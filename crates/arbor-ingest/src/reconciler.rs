//! Orphan reconciler: removes stored images whose source has no batch.
//!
//! Deleting a batch does not cascade to `kb_images`, so its images linger
//! and block the page slots. Cleanup deletes the blob first and the row
//! second; a failed blob delete is reported but never keeps the row.
//! Cleanup waits for running uploads, which may be rewriting the same paths.

use std::sync::Arc;

use serde::{Deserialize, Serialize};
use tokio::sync::{Mutex, RwLock};

use crate::db::{image_repo, Database, DatabaseError};
use crate::queue::QueueCoordinator;
use crate::storage::{storage_path, ObjectStore, RemoveFailure};

#[derive(Debug, Clone, PartialEq, Eq, Serialize, Deserialize)]
#[serde(rename_all = "camelCase")]
pub struct OrphanRecord {
    pub source_id: String,
    pub page: i64,
    pub uri: String,
}

#[derive(Debug, Clone, Default, Serialize)]
#[serde(rename_all = "camelCase")]
pub struct CleanupReport {
    pub removed: Vec<OrphanRecord>,
    pub storage_failures: Vec<RemoveFailure>,
    /// Another cleanup was already running; nothing was done.
    pub skipped: bool,
}

pub struct OrphanReconciler {
    db: Database,
    store: Arc<dyn ObjectStore>,
    /// Prevents concurrent cleanups from racing on the same rows.
    cleanup_lock: Mutex<()>,
    /// Shared with intake; held exclusively while removing.
    uploads: Arc<RwLock<()>>,
}

impl OrphanReconciler {
    pub fn new(coordinator: &QueueCoordinator, store: Arc<dyn ObjectStore>) -> Self {
        Self {
            db: coordinator.db().clone(),
            store,
            cleanup_lock: Mutex::new(()),
            uploads: coordinator.upload_lock(),
        }
    }

    pub fn find_orphans(&self) -> Result<Vec<OrphanRecord>, DatabaseError> {
        Ok(image_repo::find_orphans(&self.db)?
            .into_iter()
            .map(|image| OrphanRecord {
                source_id: image.source_id,
                page: image.page,
                uri: image.uri,
            })
            .collect())
    }

    /// Removes every orphan, or only those in `subset`. Records that are no
    /// longer orphans (a batch was created for the source meanwhile) are
    /// left alone.
    pub async fn cleanup(
        &self,
        subset: Option<&[OrphanRecord]>,
    ) -> Result<CleanupReport, DatabaseError> {
        let _guard = match self.cleanup_lock.try_lock() {
            Ok(guard) => guard,
            Err(_) => {
                log::info!("Orphan cleanup skipped: another cleanup is already in progress");
                return Ok(CleanupReport {
                    skipped: true,
                    ..Default::default()
                });
            }
        };
        let _no_uploads = self.uploads.write().await;

        let mut targets = self.find_orphans()?;
        if let Some(subset) = subset {
            targets.retain(|t| {
                subset
                    .iter()
                    .any(|s| s.source_id == t.source_id && s.page == t.page)
            });
        }
        if targets.is_empty() {
            log::debug!("No orphaned images to clean up");
            return Ok(CleanupReport::default());
        }

        let paths: Vec<String> = targets
            .iter()
            .filter_map(|t| storage_path(self.store.as_ref(), &t.uri))
            .collect();
        let storage = self.store.remove(&paths).await;
        for failure in &storage.failed {
            log::warn!(
                "Failed to delete orphaned object '{}': {}",
                failure.path,
                failure.error
            );
        }

        let mut report = CleanupReport {
            storage_failures: storage.failed,
            ..Default::default()
        };
        for target in targets {
            if image_repo::delete_if_orphan(&self.db, &target.source_id, target.page)? {
                report.removed.push(target);
            }
        }

        log::info!(
            "Orphan cleanup removed {} image row(s), {} storage failure(s)",
            report.removed.len(),
            report.storage_failures.len()
        );
        Ok(report)
    }
}

#[cfg(test)]
mod tests {
    use super::*;
    use crate::db::batch_repo::{self, BatchRow};
    use crate::broadcast::QueueEventBroadcaster;
    use crate::db::image_repo::NewImage;
    use crate::storage::FilesystemStore;
    use serde_json::json;

    const T0: &str = "2026-01-01T00:00:00.000000Z";

    fn setup() -> (tempfile::TempDir, Database, Arc<FilesystemStore>) {
        let dir = tempfile::tempdir().unwrap();
        let db = Database::open_in_memory().expect("Failed to create test database");
        let store = Arc::new(FilesystemStore::new(dir.path(), "http://127.0.0.1:8787/objects"));
        (dir, db, store)
    }

    fn reconciler(db: &Database, store: Arc<FilesystemStore>) -> OrphanReconciler {
        let coordinator = QueueCoordinator::new(db.clone(), QueueEventBroadcaster::default());
        OrphanReconciler::new(&coordinator, store)
    }

    async fn put_image(db: &Database, store: &FilesystemStore, source_id: &str, page: i64) -> String {
        let path = format!("{source_id}/batch-1/page-{page}-scan.jpg");
        store.put(&path, b"jpeg", "image/jpeg").await.unwrap();
        let metadata = json!({});
        db.with_tx(|conn| {
            image_repo::upsert_on(
                conn,
                &NewImage {
                    source_id,
                    page,
                    uri: &path,
                    caption: None,
                    metadata: &metadata,
                },
                T0,
            )
        })
        .unwrap();
        path
    }

    #[tokio::test]
    async fn test_cleanup_with_no_orphans_is_noop() {
        let (_dir, db, store) = setup();
        let reconciler = reconciler(&db, store);
        let report = reconciler.cleanup(None).await.unwrap();
        assert!(report.removed.is_empty());
        assert!(!report.skipped);
    }

    #[tokio::test]
    async fn test_cleanup_removes_blob_and_row_and_converges() {
        let (dir, db, store) = setup();
        let orphan_path = put_image(&db, &store, "gone", 1).await;
        put_image(&db, &store, "kept", 1).await;
        db.with_conn(|conn| batch_repo::insert_on(conn, &BatchRow::new_pending("b1", "kept", "Kept", 1, T0)))
            .unwrap();

        let reconciler = reconciler(&db, store);
        let orphans = reconciler.find_orphans().unwrap();
        assert_eq!(orphans.len(), 1);
        assert_eq!(orphans[0].source_id, "gone");

        let report = reconciler.cleanup(None).await.unwrap();
        assert_eq!(report.removed.len(), 1);
        assert!(!dir.path().join(&orphan_path).exists());
        assert!(image_repo::find_by_slot(&db, "kept", 1).unwrap().is_some());

        assert!(reconciler.find_orphans().unwrap().is_empty());
        assert!(reconciler.cleanup(None).await.unwrap().removed.is_empty());
    }

    #[tokio::test]
    async fn test_cleanup_subset_only_touches_listed_records() {
        let (_dir, db, store) = setup();
        put_image(&db, &store, "gone", 1).await;
        put_image(&db, &store, "gone", 2).await;
        let reconciler = reconciler(&db, store);

        let subset = vec![OrphanRecord {
            source_id: "gone".into(),
            page: 2,
            uri: String::new(),
        }];
        let report = reconciler.cleanup(Some(&subset)).await.unwrap();
        assert_eq!(report.removed.len(), 1);
        assert_eq!(report.removed[0].page, 2);
        assert_eq!(reconciler.find_orphans().unwrap().len(), 1);
    }

    #[tokio::test]
    async fn test_missing_blob_still_removes_row() {
        let (dir, db, store) = setup();
        let path = put_image(&db, &store, "gone", 1).await;
        std::fs::remove_file(dir.path().join(&path)).unwrap();

        let reconciler = reconciler(&db, store);
        let report = reconciler.cleanup(None).await.unwrap();
        assert_eq!(report.removed.len(), 1);
        assert!(report.storage_failures.is_empty());
    }
}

=-=-=-=-=

EXERCISE OBJECTIVE - Repeat the listing exactly.

RESPONSE TO THIS EXERCISE -
filename crates/arbor-ingest/src/reconciler.rs
//! Orphan reconciler: removes stored images whose source has no batch.
//!
//! Deleting a batch does not cascade to `kb_images`, so its images linger
//! and block the page slots. Cleanup deletes the blob first and the row
//! second; a failed blob delete is reported but never keeps the row.
//! Cleanup waits for running uploads, which may be rewriting the same paths.

use std::sync::Arc;

use serde::{Deserialize, Serialize};
use tokio::sync::{Mutex, RwLock};

use crate::db::{image_repo, Database, DatabaseError};
use crate::queue::QueueCoordinator;
use crate::storage::{storage_path, ObjectStore, RemoveFailure};

#[derive(Debug, Clone, PartialEq, Eq, Serialize, Deserialize)]
#[serde(rename_all = "camelCase")]
pub struct OrphanRecord {
    pub source_id: String,
    pub page: i64,
    pub uri: String,
}

#[derive(Debug, Clone, Default, Serialize)]
#[serde(rename_all = "camelCase")]
pub struct CleanupReport {
    pub removed: Vec<OrphanRecord>,
    pub storage_failures: Vec<RemoveFailure>,
    /// Another cleanup was already running; nothing was done.
    pub skipped: bool,
}

pub struct OrphanReconciler {
    db: Database,
    store: Arc<dyn ObjectStore>,
    /// Prevents concurrent cleanups from racing on the same rows.
    cleanup_lock: Mutex<()>,
    /// Shared with intake; held exclusively while removing.
    uploads: Arc<RwLock<()>>,
}

impl OrphanReconciler {
    pub fn new(coordinator: &QueueCoordinator, store: Arc<dyn ObjectStore>) -> Self {
        Self {
            db: coordinator.db().clone(),
            store,
            cleanup_lock: Mutex::new(()),
            uploads: coordinator.upload_lock(),
        }
    }

    pub fn find_orphans(&self) -> Result<Vec<OrphanRecord>, DatabaseError> {
        Ok(image_repo::find_orphans(&self.db)?
            .into_iter()
            .map(|image| OrphanRecord {
                source_id: image.source_id,
                page: image.page,
                uri: image.uri,
            })
            .collect())
    }

    /// Removes every orphan, or only those in `subset`. Records that are no
    /// longer orphans (a batch was created for the source meanwhile) are
    /// left alone.
    pub async fn cleanup(
        &self,
        subset: Option<&[OrphanRecord]>,
    ) -> Result<CleanupReport, DatabaseError> {
        let _guard = match self.cleanup_lock.try_lock() {
            Ok(guard) => guard,
            Err(_) => {
                log::info!("Orphan cleanup skipped: another cleanup is already in progress");
                return Ok(CleanupReport {
                    skipped: true,
                    ..Default::default()
                });
            }
        };
        let _no_uploads = self.uploads.write().await;

        let mut targets = self.find_orphans()?;
        if let Some(subset) = subset {
            targets.retain(|t| {
                subset
                    .iter()
                    .any(|s| s.source_id == t.source_id && s.page == t.page)
            });
        }
        if targets.is_empty() {
            log::debug!("No orphaned images to clean up");
            return Ok(CleanupReport::default());
        }

        let paths: Vec<String> = targets
            .iter()
            .filter_map(|t| storage_path(self.store.as_ref(), &t.uri))
            .collect();
        let storage = self.store.remove(&paths).await;
        for failure in &storage.failed {
            log::warn!(
                "Failed to delete orphaned object '{}': {}",
                failure.path,
                failure.error
            );
        }

        let mut report = CleanupReport {
            storage_failures: storage.failed,
            ..Default::default()
        };
        for target in targets {
            if image_repo::delete_if_orphan(&self.db, &target.source_id, target.page)? {
                report.removed.push(target);
            }
        }

        log::info!(
            "Orphan cleanup removed {} image row(s), {} storage failure(s)",
            report.removed.len(),
            report.storage_failures.len()
        );
        Ok(report)
    }
}

#[cfg(test)]
mod tests {
    use super::*;
    use crate::db::batch_repo::{self, BatchRow};
    use crate::broadcast::QueueEventBroadcaster;
    use crate::db::image_repo::NewImage;
    use crate::storage::FilesystemStore;
    use serde_json::json;

    const T0: &str = "2026-01-01T00:00:00.000000Z";

    fn setup() -> (tempfile::TempDir, Database, Arc<FilesystemStore>) {
        let dir = tempfile::tempdir().unwrap();
        let db = Database::open_in_memory().expect("Failed to create test database");
        let store = Arc::new(FilesystemStore::new(dir.path(), "http://127.0.0.1:8787/objects"));
        (dir, db, store)
    }

    fn reconciler(db: &Database, store: Arc<FilesystemStore>) -> OrphanReconciler {
        let coordinator = QueueCoordinator::new(db.clone(), QueueEventBroadcaster::default());
        OrphanReconciler::new(&coordinator, store)
    }

    async fn put_image(db: &Database, store: &FilesystemStore, source_id: &str, page: i64) -> String {
        let path = format!("{source_id}/batch-1/page-{page}-scan.jpg");
        store.put(&path, b"jpeg", "image/jpeg").await.unwrap();
        let metadata = json!({});
        db.with_tx(|conn| {
            image_repo::upsert_on(
                conn,
                &NewImage {
                    source_id,
                    page,
                    uri: &path,
                    caption: None,
                    metadata: &metadata,
                },
                T0,
            )
        })
        .unwrap();
        path
    }

    #[tokio::test]
    async fn test_cleanup_with_no_orphans_is_noop() {
        let (_dir, db, store) = setup();
        let reconciler = reconciler(&db, store);
        let report = reconciler.cleanup(None).await.unwrap();
        assert!(report.removed.is_empty());
        assert!(!report.skipped);
    }

    #[tokio::test]
    async fn test_cleanup_removes_blob_and_row_and_converges() {
        let (dir, db, store) = setup();
        let orphan_path = put_image(&db, &store, "gone", 1).await;
        put_image(&db, &store, "kept", 1).await;
        db.with_conn(|conn| batch_repo::insert_on(conn, &BatchRow::new_pending("b1", "kept", "Kept", 1, T0)))
            .unwrap();

        let reconciler = reconciler(&db, store);
        let orphans = reconciler.find_orphans().unwrap();
        assert_eq!(orphans.len(), 1);
        assert_eq!(orphans[0].source_id, "gone");

        let report = reconciler.cleanup(None).await.unwrap();
        assert_eq!(report.removed.len(), 1);
        assert!(!dir.path().join(&orphan_path).exists());
        assert!(image_repo::find_by_slot(&db, "kept", 1).unwrap().is_some());

        assert!(reconciler.find_orphans().unwrap().is_empty());
        assert!(reconciler.cleanup(None).await.unwrap().removed.is_empty());
    }

    #[tokio::test]
    async fn test_cleanup_subset_only_touches_listed_records() {
        let (_dir, db, store) = setup();
        put_image(&db, &store, "gone", 1).await;
        put_image(&db, &store, "gone", 2).await;
        let reconciler = reconciler(&db, store);

        let subset = vec![OrphanRecord {
            source_id: "gone".into(),
            page: 2,
            uri: String::new(),
        }];
        let report = reconciler.cleanup(Some(&subset)).await.unwrap();
        assert_eq!(report.removed.len(), 1);
        assert_eq!(report.removed[0].page, 2);
        assert_eq!(reconciler.find_orphans().unwrap().len(), 1);
    }

    #[tokio::test]
    async fn test_missing_blob_still_removes_row() {
        let (dir, db, store) = setup();
        let path = put_image(&db, &store, "gone", 1).await;
        std::fs::remove_file(dir.path().join(&path)).unwrap();

        let reconciler = reconciler(&db, store);
        let report = reconciler.cleanup(None).await.unwrap();
        assert_eq!(report.removed.len(), 1);
        assert!(report.storage_failures.is_empty());
    }
}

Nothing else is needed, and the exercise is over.